[Entries provided]:
..........

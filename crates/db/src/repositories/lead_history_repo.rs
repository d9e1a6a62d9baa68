//! Repository for the append-only `lead_history` table.

use leadimport_core::audit::LeadHistoryEntry;
use leadimport_core::types::LeadId;
use sqlx::PgPool;

use crate::models::lead_history::LeadHistory;

const COLUMNS: &str = "id, lead_id, action, import_job_id, changes, created_at";

/// Column list for INSERT (excludes auto-generated `id` and `created_at`).
const INSERT_COLUMNS: &str = "lead_id, action, import_job_id, changes";

/// Provides insert and query operations for lead history.
pub struct LeadHistoryRepo;

impl LeadHistoryRepo {
    /// Batch insert history entries with a single multi-row INSERT.
    pub async fn batch_insert(pool: &PgPool, entries: &[LeadHistoryEntry]) -> Result<u64, sqlx::Error> {
        if entries.is_empty() {
            return Ok(0);
        }

        let mut query = format!("INSERT INTO lead_history ({INSERT_COLUMNS}) VALUES ");
        let mut param_idx = 1u32;
        let mut first = true;

        for _ in entries {
            if !first {
                query.push_str(", ");
            }
            first = false;
            query.push('(');
            for i in 0..4 {
                if i > 0 {
                    query.push_str(", ");
                }
                query.push_str(&format!("${param_idx}"));
                param_idx += 1;
            }
            query.push(')');
        }

        let mut q = sqlx::query(&query);
        for entry in entries {
            q = q
                .bind(entry.lead_id)
                .bind(&entry.action)
                .bind(entry.import_job_id)
                .bind(&entry.changes);
        }

        Ok(q.execute(pool).await?.rows_affected())
    }

    /// History of one lead, newest first.
    pub async fn list_for_lead(pool: &PgPool, lead_id: LeadId) -> Result<Vec<LeadHistory>, sqlx::Error> {
        let query = format!(
            "SELECT {COLUMNS} FROM lead_history WHERE lead_id = $1 ORDER BY created_at DESC, id DESC"
        );
        sqlx::query_as::<_, LeadHistory>(&query)
            .bind(lead_id)
            .fetch_all(pool)
            .await
    }
}
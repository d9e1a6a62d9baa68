use std::net::SocketAddr;
use std::sync::Arc;
use std::time::Duration;

use tracing_subscriber::{layer::SubscriberExt, util::SubscriberInitExt};

use leadimport_api::config::ServerConfig;
use leadimport_api::router::build_app_router;
use leadimport_api::state::AppState;
use leadimport_db::PgLeadStore;

#[tokio::main]
async fn main() {
    dotenvy::dotenv().ok();

    // --- Tracing ---
    tracing_subscriber::registry()
        .with(
            tracing_subscriber::EnvFilter::try_from_default_env()
                .unwrap_or_else(|_| "leadimport_api=debug,tower_http=debug".into()),
        )
        .with(tracing_subscriber::fmt::layer())
        .init();

    // --- Configuration ---
    let config = ServerConfig::from_env();
    tracing::info!(
        host = %config.host,
        port = %config.port,
        fetch_batch_size = config.import.fetch_batch_size,
        write_batch_size = config.import.write_batch_size,
        "Loaded server configuration",
    );

    // --- Database ---
    let database_url = std::env::var("DATABASE_URL").expect("DATABASE_URL must be set");

    let pool = leadimport_db::create_pool(&database_url)
        .await
        .expect("Failed to connect to database");
    tracing::info!("Database connection pool created");

    leadimport_db::health_check(&pool)
        .await
        .expect("Database health check failed");
    tracing::info!("Database health check passed");

    leadimport_db::run_migrations(&pool)
        .await
        .expect("Failed to run database migrations");
    tracing::info!("Database migrations applied");

    // --- App state ---
    let state = AppState::new(Arc::new(PgLeadStore::new(pool)), config.clone());
    let imports = Arc::clone(&state.imports);

    // --- Router ---
    let app = build_app_router(state, &config);

    // --- Start server ---
    let addr = SocketAddr::new(
        config.host.parse().expect("Invalid HOST address"),
        config.port,
    );
    tracing::info!(%addr, "Starting server");

    let listener = tokio::net::TcpListener::bind(addr)
        .await
        .expect("Failed to bind to address");

    axum::serve(listener, app)
        .with_graceful_shutdown(shutdown_signal())
        .await
        .expect("Server error");

    // --- Post-shutdown cleanup ---
    tracing::info!("Server stopped accepting connections, cleaning up");

    // Running imports are cancelled: settled rows stay settled, the rest stay `valid`.
    imports
        .shutdown(Duration::from_secs(config.shutdown_timeout_secs))
        .await;

    tracing::info!("Graceful shutdown complete");
}

/// Wait for SIGINT (Ctrl-C) or, on Unix, SIGTERM.
async fn shutdown_signal() {
    let ctrl_c = async {
        tokio::signal::ctrl_c()
            .await
            .expect("Failed to install Ctrl-C handler");
    };

    #[cfg(unix)]
    let terminate = async {
        tokio::signal::unix::signal(tokio::signal::unix::SignalKind::terminate())
            .expect("Failed to install SIGTERM handler")
            .recv()
            .await;
    };

    #[cfg(not(unix))]
    let terminate = std::future::pending::<()>();

    tokio::select! {
        () = ctrl_c => {
            tracing::info!("Received SIGINT (Ctrl-C), starting graceful shutdown");
        }
        () = terminate => {
            tracing::info!("Received SIGTERM, starting graceful shutdown");
        }
    }
}
//! Route definitions for the `/imports` resource.

use axum::extract::DefaultBodyLimit;
use axum::routing::{get, post};
use axum::Router;

use crate::config::ImportSettings;
use crate::handlers::imports;
use crate::state::AppState;

/// Room for the JSON envelope around a full file's worth of rows.
const JSON_BODY_OVERHEAD: usize = 4;

/// Routes mounted at `/imports`.
///
/// ```text
/// GET    /                -> list_imports
/// POST   /parse           -> parse_file
/// POST   /preview         -> preview_rows
/// POST   /duplicates      -> check_duplicates
/// POST   /commit          -> commit_import
/// GET    /{id}            -> get_import
/// POST   /{id}/commit     -> resume_import
/// GET    /{id}/progress   -> get_progress
/// GET    /{id}/rows       -> list_rows
/// POST   /{id}/cancel     -> cancel_import
/// GET    /{id}/report     -> download_report
/// ```
///
/// Upload-sized bodies are accepted on `/parse` (the raw file) and on the
/// routes that carry every row as JSON.
pub fn router(settings: &ImportSettings) -> Router<AppState> {
    let file_limit = DefaultBodyLimit::max(settings.max_file_bytes);
    let rows_limit = DefaultBodyLimit::max(settings.max_file_bytes.saturating_mul(JSON_BODY_OVERHEAD));

    Router::new()
        .route("/", get(imports::list_imports))
        .route("/parse", post(imports::parse_file).layer(file_limit))
        .route("/preview", post(imports::preview_rows).layer(rows_limit.clone()))
        .route("/duplicates", post(imports::check_duplicates).layer(rows_limit.clone()))
        .route("/commit", post(imports::commit_import).layer(rows_limit))
        .route("/{id}", get(imports::get_import))
        .route("/{id}/commit", post(imports::resume_import))
        .route("/{id}/progress", get(imports::get_progress))
        .route("/{id}/rows", get(imports::list_rows))
        .route("/{id}/cancel", post(imports::cancel_import))
        .route("/{id}/report", get(imports::download_report))
}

..........

Reproduce all of the records precisely. No word may differ.

filename crates/db/src/repositories/lead_history_repo.rs
repository d9e1a6a62d9baa68
//! Repository for the append-only `lead_history` table.

use leadimport_core::audit::LeadHistoryEntry;
use leadimport_core::types::LeadId;
use sqlx::PgPool;

use crate::models::lead_history::LeadHistory;

const COLUMNS: &str = "id, lead_id, action, import_job_id, changes, created_at";

/// Column list for INSERT (excludes auto-generated `id` and `created_at`).
const INSERT_COLUMNS: &str = "lead_id, action, import_job_id, changes";

/// Provides insert and query operations for lead history.
pub struct LeadHistoryRepo;

impl LeadHistoryRepo {
    /// Batch insert history entries with a single multi-row INSERT.
    pub async fn batch_insert(pool: &PgPool, entries: &[LeadHistoryEntry]) -> Result<u64, sqlx::Error> {
        if entries.is_empty() {
            return Ok(0);
        }

        let mut query = format!("INSERT INTO lead_history ({INSERT_COLUMNS}) VALUES ");
        let mut param_idx = 1u32;
        let mut first = true;

        for _ in entries {
            if !first {
                query.push_str(", ");
            }
            first = false;
            query.push('(');
            for i in 0..4 {
                if i > 0 {
                    query.push_str(", ");
                }
                query.push_str(&format!("${param_idx}"));
                param_idx += 1;
            }
            query.push(')');
        }

        let mut q = sqlx::query(&query);
        for entry in entries {
            q = q
                .bind(entry.lead_id)
                .bind(&entry.action)
                .bind(entry.import_job_id)
                .bind(&entry.changes);
        }

        Ok(q.execute(pool).await?.rows_affected())
    }

    /// History of one lead, newest first.
    pub async fn list_for_lead(pool: &PgPool, lead_id: LeadId) -> Result<Vec<LeadHistory>, sqlx::Error> {
        let query = format!(
            "SELECT {COLUMNS} FROM lead_history WHERE lead_id = $1 ORDER BY created_at DESC, id DESC"
        );
        sqlx::query_as::<_, LeadHistory>(&query)
            .bind(lead_id)
            .fetch_all(pool)
            .await
    }
}
repository d9e1a6a62d9baa68
use std::net::SocketAddr;
use std::sync::Arc;
use std::time::Duration;

use tracing_subscriber::{layer::SubscriberExt, util::SubscriberInitExt};

use leadimport_api::config::ServerConfig;
use leadimport_api::router::build_app_router;
use leadimport_api::state::AppState;
use leadimport_db::PgLeadStore;

#[tokio::main]
async fn main() {
    dotenvy::dotenv().ok();

    // --- Tracing ---
    tracing_subscriber::registry()
        .with(
            tracing_subscriber::EnvFilter::try_from_default_env()
                .unwrap_or_else(|_| "leadimport_api=debug,tower_http=debug".into()),
        )
        .with(tracing_subscriber::fmt::layer())
        .init();

    // --- Configuration ---
    let config = ServerConfig::from_env();
    tracing::info!(
        host = %config.host,
        port = %config.port,
        fetch_batch_size = config.import.fetch_batch_size,
        write_batch_size = config.import.write_batch_size,
        "Loaded server configuration",
    );

    // --- Database ---
    let database_url = std::env::var("DATABASE_URL").expect("DATABASE_URL must be set");

    let pool = leadimport_db::create_pool(&database_url)
        .await
        .expect("Failed to connect to database");
    tracing::info!("Database connection pool created");

    leadimport_db::health_check(&pool)
        .await
        .expect("Database health check failed");
    tracing::info!("Database health check passed");

    leadimport_db::run_migrations(&pool)
        .await
        .expect("Failed to run database migrations");
    tracing::info!("Database migrations applied");

    // --- App state ---
    let state = AppState::new(Arc::new(PgLeadStore::new(pool)), config.clone());
    let imports = Arc::clone(&state.imports);

    // --- Router ---
    let app = build_app_router(state, &config);

    // --- Start server ---
    let addr = SocketAddr::new(
        config.host.parse().expect("Invalid HOST address"),
        config.port,
    );
    tracing::info!(%addr, "Starting server");

    let listener = tokio::net::TcpListener::bind(addr)
        .await
        .expect("Failed to bind to address");

    axum::serve(listener, app)
        .with_graceful_shutdown(shutdown_signal())
        .await
        .expect("Server error");

    // --- Post-shutdown cleanup ---
    tracing::info!("Server stopped accepting connections, cleaning up");

    // Running imports are cancelled: settled rows stay settled, the rest stay `valid`.
    imports
        .shutdown(Duration::from_secs(config.shutdown_timeout_secs))
        .await;

    tracing::info!("Graceful shutdown complete");
}

/// Wait for SIGINT (Ctrl-C) or, on Unix, SIGTERM.
async fn shutdown_signal() {
    let ctrl_c = async {
        tokio::signal::ctrl_c()
            .await
            .expect("Failed to install Ctrl-C handler");
    };

    #[cfg(unix)]
    let terminate = async {
        tokio::signal::unix::signal(tokio::signal::unix::SignalKind::terminate())
            .expect("Failed to install SIGTERM handler")
            .recv()
            .await;
    };

    #[cfg(not(unix))]
    let terminate = std::future::pending::<()>();

    tokio::select! {
        () = ctrl_c => {
            tracing::info!("Received SIGINT (Ctrl-C), starting graceful shutdown");
        }
        () = terminate => {
            tracing::info!("Received SIGTERM, starting graceful shutdown");
        }
    }
}
//! Route definitions for the `/imports` resource.

use axum::extract::DefaultBodyLimit;
use axum::routing::{get, post};
use axum::Router;

use crate::config::ImportSettings;
use crate::handlers::imports;
use crate::state::AppState;

/// Room for the JSON envelope around a full file's worth of rows.
const JSON_BODY_OVERHEAD: usize = 4;

/// Routes mounted at `/imports`.
///
/// ```text
/// GET    /                -> list_imports
/// POST   /parse           -> parse_file
/// POST   /preview         -> preview_rows
/// POST   /duplicates      -> check_duplicates
/// POST   /commit          -> commit_import
/// GET    /{id}            -> get_import
/// POST   /{id}/commit     -> resume_import
/// GET    /{id}/progress   -> get_progress
/// GET    /{id}/rows       -> list_rows
/// POST   /{id}/cancel     -> cancel_import
/// GET    /{id}/report     -> download_report
/// ```
///
/// Upload-sized bodies are accepted on `/parse` (the raw file) and on the
/// routes that carry every row as JSON.
pub fn router(settings: &ImportSettings) -> Router<AppState> {
    let file_limit = DefaultBodyLimit::max(settings.max_file_bytes);
    let rows_limit = DefaultBodyLimit::max(settings.max_file_bytes.saturating_mul(JSON_BODY_OVERHEAD));

    Router::new()
        .route("/", get(imports::list_imports))
        .route("/parse", post(imports::parse_file).layer(file_limit))
        .route("/preview", post(imports::preview_rows).layer(rows_limit.clone()))
        .route("/duplicates", post(imports::check_duplicates).layer(rows_limit.clone()))
        .route("/commit", post(imports::commit_import).layer(rows_limit))
        .route("/{id}", get(imports::get_import))
        .route("/{id}/commit", post(imports::resume_import))
        .route("/{id}/progress", get(imports::get_progress))
        .route("/{id}/rows", get(imports::list_rows))
        .route("/{id}/cancel", post(imports::cancel_import))
        .route("/{id}/report", get(imports::download_report))
}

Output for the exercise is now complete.